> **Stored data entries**

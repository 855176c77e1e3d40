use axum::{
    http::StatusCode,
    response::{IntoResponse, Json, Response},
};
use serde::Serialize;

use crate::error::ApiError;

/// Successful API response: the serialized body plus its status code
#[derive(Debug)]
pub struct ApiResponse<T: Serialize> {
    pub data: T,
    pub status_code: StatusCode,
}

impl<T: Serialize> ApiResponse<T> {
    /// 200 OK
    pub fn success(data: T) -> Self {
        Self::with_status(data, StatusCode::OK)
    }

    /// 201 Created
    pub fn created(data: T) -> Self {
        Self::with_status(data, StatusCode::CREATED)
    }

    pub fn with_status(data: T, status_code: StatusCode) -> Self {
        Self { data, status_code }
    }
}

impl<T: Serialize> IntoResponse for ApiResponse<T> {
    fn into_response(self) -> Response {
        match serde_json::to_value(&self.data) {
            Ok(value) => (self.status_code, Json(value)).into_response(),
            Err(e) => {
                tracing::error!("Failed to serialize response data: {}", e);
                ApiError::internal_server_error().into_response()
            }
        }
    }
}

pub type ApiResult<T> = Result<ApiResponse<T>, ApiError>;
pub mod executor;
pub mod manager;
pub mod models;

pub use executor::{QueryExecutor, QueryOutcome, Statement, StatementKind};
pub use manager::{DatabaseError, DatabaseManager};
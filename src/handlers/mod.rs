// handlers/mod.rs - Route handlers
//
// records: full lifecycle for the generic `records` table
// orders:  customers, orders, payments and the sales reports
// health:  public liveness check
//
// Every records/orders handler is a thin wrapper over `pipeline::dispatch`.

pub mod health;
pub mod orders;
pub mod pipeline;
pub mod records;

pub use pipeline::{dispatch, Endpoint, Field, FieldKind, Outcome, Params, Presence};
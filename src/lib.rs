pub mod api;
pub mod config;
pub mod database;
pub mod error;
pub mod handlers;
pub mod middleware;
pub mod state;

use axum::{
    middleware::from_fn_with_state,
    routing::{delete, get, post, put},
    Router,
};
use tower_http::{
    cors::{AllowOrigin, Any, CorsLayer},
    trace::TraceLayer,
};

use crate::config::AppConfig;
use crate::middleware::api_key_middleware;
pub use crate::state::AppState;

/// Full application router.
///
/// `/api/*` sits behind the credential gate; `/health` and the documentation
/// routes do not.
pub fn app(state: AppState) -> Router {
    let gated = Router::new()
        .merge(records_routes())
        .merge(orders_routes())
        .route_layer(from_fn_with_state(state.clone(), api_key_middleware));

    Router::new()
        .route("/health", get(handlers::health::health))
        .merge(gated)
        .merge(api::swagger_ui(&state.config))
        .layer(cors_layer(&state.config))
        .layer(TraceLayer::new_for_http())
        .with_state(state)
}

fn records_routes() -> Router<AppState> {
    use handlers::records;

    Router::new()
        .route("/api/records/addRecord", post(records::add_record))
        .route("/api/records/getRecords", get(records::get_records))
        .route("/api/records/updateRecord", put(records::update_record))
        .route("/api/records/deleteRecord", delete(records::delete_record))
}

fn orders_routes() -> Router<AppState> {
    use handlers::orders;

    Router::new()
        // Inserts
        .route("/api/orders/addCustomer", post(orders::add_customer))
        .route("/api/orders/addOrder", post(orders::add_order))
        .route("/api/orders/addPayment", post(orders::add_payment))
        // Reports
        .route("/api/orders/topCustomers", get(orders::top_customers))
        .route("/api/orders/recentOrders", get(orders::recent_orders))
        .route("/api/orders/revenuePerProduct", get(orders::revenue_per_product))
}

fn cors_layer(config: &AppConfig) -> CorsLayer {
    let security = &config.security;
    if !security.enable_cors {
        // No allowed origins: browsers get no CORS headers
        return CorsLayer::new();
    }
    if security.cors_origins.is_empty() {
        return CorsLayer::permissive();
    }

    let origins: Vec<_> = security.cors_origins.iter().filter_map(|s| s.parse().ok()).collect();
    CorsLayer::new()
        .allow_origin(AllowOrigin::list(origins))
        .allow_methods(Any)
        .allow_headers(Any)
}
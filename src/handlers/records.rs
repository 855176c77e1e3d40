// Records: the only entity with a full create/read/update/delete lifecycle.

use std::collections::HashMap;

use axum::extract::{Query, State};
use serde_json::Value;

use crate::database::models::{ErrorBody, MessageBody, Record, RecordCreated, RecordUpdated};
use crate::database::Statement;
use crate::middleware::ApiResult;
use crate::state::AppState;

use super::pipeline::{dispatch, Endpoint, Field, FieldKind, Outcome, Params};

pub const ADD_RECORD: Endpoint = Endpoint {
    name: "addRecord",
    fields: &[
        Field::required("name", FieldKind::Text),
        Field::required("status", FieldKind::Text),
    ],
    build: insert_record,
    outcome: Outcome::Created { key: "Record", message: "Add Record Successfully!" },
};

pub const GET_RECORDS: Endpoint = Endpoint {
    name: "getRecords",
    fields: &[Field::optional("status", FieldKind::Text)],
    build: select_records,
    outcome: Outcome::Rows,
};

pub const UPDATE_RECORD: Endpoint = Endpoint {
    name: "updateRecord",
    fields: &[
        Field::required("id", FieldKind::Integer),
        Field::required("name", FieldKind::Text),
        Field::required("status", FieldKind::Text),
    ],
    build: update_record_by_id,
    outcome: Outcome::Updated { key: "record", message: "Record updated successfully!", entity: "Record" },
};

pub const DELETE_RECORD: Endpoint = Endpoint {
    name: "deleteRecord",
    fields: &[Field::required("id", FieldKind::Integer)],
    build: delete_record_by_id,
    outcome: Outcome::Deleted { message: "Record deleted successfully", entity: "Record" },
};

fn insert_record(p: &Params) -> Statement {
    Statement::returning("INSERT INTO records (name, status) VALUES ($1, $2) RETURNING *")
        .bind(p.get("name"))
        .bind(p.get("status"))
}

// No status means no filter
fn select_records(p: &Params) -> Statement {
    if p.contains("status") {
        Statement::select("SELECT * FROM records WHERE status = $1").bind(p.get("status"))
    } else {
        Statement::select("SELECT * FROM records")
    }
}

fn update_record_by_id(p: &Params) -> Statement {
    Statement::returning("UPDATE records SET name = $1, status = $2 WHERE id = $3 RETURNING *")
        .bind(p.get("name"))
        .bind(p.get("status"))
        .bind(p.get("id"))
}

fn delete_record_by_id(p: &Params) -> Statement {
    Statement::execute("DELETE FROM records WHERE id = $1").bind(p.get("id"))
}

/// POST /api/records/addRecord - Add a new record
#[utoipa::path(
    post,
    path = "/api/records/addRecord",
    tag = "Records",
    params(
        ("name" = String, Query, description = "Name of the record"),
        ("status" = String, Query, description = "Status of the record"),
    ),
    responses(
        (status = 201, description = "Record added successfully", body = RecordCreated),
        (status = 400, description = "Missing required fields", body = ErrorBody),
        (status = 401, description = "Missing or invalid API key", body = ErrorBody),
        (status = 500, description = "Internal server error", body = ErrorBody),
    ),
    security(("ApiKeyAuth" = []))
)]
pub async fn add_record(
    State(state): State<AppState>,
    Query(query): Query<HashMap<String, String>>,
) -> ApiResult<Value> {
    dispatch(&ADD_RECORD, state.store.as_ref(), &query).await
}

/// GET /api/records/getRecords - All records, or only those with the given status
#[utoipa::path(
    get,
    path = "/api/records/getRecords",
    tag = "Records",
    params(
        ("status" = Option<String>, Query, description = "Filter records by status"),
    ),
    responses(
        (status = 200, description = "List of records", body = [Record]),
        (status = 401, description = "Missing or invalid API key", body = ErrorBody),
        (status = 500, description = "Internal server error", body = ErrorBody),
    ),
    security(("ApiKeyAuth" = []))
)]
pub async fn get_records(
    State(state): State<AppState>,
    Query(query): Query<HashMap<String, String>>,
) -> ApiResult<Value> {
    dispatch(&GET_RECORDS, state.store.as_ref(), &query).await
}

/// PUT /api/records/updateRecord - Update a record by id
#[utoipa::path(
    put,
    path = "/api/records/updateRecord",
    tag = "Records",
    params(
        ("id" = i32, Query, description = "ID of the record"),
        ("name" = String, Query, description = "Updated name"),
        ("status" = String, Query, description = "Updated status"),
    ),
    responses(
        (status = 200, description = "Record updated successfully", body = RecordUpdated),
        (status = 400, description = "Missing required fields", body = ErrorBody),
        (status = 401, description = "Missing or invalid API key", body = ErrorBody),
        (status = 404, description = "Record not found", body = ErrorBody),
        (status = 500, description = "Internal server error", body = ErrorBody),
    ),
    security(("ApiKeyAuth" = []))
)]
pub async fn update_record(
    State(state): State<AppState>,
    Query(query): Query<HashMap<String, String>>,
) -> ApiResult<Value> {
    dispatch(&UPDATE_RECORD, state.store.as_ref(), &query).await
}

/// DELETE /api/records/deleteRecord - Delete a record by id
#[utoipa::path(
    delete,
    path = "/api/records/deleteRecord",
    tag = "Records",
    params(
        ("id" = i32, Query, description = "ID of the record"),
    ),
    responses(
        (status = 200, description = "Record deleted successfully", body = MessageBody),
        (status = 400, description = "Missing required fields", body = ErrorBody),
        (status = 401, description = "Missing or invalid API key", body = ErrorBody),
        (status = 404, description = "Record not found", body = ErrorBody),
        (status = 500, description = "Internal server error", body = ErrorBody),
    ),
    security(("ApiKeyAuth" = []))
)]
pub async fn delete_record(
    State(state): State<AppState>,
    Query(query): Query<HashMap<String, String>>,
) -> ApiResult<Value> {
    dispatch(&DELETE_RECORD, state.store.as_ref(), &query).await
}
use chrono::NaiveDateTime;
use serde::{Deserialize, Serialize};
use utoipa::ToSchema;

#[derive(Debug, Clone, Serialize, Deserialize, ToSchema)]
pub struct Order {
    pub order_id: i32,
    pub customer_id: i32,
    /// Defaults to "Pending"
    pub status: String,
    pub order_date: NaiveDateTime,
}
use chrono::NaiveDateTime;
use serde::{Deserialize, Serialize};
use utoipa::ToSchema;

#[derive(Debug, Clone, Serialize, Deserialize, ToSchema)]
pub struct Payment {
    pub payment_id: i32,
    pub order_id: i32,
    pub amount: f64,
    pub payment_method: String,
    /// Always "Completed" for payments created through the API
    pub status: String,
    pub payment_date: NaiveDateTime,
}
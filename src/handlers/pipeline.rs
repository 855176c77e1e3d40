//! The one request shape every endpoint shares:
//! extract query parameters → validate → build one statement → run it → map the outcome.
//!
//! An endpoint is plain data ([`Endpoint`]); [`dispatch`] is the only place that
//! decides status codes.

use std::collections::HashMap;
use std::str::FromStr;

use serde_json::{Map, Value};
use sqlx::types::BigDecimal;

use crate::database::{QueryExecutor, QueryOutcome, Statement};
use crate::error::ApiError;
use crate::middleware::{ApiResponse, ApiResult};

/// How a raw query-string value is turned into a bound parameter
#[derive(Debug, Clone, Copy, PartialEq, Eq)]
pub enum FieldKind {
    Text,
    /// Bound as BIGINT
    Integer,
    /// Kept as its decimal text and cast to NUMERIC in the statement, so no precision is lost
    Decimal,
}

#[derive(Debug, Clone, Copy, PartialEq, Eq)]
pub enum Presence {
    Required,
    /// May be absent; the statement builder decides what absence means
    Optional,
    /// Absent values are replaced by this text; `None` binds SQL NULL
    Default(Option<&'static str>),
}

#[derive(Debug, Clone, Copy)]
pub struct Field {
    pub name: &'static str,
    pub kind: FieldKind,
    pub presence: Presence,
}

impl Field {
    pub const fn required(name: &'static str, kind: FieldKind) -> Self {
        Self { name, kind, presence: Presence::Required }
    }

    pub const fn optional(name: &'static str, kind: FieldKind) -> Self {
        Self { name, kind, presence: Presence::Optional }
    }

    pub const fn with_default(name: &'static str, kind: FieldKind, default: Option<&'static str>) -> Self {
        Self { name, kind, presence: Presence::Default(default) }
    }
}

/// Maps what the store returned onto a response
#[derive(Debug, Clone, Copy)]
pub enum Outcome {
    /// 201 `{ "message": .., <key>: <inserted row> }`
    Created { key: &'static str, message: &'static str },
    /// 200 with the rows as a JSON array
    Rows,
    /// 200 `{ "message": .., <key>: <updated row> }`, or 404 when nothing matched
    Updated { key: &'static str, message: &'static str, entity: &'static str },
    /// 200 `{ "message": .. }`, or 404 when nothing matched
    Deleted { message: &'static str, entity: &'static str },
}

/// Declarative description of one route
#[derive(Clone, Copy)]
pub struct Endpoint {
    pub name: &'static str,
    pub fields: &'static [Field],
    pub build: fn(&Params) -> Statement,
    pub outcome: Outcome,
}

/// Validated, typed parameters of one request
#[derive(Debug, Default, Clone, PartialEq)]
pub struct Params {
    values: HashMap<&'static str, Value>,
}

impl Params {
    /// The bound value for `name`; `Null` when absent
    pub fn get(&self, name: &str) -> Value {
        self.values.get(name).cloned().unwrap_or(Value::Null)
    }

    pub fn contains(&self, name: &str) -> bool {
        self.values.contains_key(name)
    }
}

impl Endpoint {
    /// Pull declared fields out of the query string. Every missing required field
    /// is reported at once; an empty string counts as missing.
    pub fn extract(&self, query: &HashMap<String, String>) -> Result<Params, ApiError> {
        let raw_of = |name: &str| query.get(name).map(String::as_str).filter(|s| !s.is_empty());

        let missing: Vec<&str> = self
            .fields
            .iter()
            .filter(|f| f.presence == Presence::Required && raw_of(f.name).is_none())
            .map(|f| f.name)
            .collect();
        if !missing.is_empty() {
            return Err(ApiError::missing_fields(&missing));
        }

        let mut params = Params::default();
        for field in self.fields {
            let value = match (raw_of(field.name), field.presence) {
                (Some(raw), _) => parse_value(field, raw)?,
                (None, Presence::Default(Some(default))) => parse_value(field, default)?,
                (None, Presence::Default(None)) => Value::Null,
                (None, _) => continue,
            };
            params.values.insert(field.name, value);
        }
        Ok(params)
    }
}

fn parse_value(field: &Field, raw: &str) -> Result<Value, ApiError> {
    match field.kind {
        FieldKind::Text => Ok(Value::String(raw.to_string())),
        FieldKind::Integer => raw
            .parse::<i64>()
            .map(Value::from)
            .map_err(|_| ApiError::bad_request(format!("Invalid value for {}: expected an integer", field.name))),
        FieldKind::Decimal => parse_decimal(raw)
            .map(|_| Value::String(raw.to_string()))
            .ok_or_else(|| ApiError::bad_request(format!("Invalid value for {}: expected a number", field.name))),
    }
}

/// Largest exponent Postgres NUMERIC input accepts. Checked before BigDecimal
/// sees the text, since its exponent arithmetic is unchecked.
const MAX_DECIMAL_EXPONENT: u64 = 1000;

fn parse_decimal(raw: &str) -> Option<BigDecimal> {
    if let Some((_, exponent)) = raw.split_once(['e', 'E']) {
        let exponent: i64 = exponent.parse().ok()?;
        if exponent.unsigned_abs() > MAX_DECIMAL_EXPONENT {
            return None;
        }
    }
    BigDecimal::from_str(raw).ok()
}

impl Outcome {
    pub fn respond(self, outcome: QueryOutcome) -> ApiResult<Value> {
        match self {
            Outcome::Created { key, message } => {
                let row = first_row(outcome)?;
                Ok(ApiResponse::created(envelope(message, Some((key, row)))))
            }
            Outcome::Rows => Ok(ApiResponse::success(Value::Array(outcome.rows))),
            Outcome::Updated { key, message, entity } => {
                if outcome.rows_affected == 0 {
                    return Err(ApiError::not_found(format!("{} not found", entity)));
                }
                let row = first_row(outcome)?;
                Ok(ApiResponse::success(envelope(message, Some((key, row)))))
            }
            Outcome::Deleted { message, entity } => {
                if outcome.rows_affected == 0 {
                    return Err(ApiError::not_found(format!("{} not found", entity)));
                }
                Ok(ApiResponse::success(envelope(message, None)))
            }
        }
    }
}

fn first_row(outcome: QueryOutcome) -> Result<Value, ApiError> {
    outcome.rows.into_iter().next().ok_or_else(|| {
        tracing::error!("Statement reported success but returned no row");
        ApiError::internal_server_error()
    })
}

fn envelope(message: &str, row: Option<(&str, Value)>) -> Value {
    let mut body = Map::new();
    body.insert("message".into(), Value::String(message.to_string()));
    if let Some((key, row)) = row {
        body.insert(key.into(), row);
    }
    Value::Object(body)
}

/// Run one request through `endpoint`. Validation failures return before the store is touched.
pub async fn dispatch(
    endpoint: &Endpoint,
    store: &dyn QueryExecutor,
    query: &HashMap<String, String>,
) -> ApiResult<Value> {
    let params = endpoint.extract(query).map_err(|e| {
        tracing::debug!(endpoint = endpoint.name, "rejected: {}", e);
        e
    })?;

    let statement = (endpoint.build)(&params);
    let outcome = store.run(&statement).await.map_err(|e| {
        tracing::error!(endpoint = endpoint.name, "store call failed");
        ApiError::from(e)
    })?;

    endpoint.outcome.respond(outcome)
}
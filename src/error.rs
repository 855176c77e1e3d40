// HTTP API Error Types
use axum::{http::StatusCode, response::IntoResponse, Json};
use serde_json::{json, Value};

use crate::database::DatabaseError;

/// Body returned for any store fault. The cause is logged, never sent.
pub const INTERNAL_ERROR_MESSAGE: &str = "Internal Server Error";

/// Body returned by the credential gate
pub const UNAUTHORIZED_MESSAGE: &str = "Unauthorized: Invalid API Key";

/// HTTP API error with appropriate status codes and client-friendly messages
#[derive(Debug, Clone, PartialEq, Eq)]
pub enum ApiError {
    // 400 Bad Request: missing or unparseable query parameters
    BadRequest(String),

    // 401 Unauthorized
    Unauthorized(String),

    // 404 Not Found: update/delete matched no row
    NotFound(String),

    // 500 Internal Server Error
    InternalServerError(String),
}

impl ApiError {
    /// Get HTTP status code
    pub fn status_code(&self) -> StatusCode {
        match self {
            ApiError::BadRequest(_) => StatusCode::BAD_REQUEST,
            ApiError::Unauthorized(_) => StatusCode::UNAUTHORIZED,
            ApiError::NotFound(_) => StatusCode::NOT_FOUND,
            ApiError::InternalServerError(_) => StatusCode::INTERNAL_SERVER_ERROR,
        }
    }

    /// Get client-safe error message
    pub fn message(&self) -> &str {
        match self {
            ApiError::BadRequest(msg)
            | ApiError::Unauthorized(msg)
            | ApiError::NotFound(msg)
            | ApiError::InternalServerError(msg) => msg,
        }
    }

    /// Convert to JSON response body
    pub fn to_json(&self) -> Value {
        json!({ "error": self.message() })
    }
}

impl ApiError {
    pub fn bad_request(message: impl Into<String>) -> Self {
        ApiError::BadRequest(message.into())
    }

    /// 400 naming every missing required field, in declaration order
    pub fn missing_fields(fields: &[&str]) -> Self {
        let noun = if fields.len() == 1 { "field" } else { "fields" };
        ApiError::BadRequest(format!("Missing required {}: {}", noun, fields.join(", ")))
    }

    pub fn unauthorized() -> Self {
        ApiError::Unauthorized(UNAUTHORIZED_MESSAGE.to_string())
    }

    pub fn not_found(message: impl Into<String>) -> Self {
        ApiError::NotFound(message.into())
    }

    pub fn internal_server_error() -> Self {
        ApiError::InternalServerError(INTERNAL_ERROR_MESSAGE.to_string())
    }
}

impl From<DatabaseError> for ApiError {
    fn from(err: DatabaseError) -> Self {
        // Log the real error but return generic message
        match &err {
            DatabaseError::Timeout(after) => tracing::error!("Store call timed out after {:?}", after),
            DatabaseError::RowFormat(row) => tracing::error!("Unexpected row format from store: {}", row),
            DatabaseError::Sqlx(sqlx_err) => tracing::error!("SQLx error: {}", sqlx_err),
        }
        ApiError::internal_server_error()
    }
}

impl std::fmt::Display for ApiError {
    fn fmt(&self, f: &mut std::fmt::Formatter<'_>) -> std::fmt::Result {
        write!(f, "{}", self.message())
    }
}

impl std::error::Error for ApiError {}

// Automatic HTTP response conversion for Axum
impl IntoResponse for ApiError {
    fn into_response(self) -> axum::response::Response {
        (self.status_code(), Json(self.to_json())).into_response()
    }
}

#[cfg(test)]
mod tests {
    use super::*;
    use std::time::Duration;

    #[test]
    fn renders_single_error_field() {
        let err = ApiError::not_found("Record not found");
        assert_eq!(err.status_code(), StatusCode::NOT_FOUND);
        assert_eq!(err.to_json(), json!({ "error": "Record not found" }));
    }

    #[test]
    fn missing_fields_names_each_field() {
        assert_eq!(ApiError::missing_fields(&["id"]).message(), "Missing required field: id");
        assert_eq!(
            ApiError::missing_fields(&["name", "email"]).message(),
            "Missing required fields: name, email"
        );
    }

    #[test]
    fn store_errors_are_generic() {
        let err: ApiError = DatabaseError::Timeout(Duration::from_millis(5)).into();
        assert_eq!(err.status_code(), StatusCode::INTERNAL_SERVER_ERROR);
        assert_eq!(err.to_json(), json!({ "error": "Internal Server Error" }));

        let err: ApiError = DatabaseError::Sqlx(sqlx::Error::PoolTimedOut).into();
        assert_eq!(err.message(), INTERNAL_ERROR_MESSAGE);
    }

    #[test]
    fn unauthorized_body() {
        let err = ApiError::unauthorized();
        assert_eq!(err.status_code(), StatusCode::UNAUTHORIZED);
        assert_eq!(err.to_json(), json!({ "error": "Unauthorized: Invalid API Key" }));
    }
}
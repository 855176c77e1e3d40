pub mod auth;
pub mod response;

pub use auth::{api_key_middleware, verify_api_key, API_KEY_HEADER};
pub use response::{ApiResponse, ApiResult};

> **Task objective**
For each line in the records that holds "what", show that line as it stands.

> **Solution to this task**
    /// May be absent; the statement builder decides what absence means
/// Maps what the store returned onto a response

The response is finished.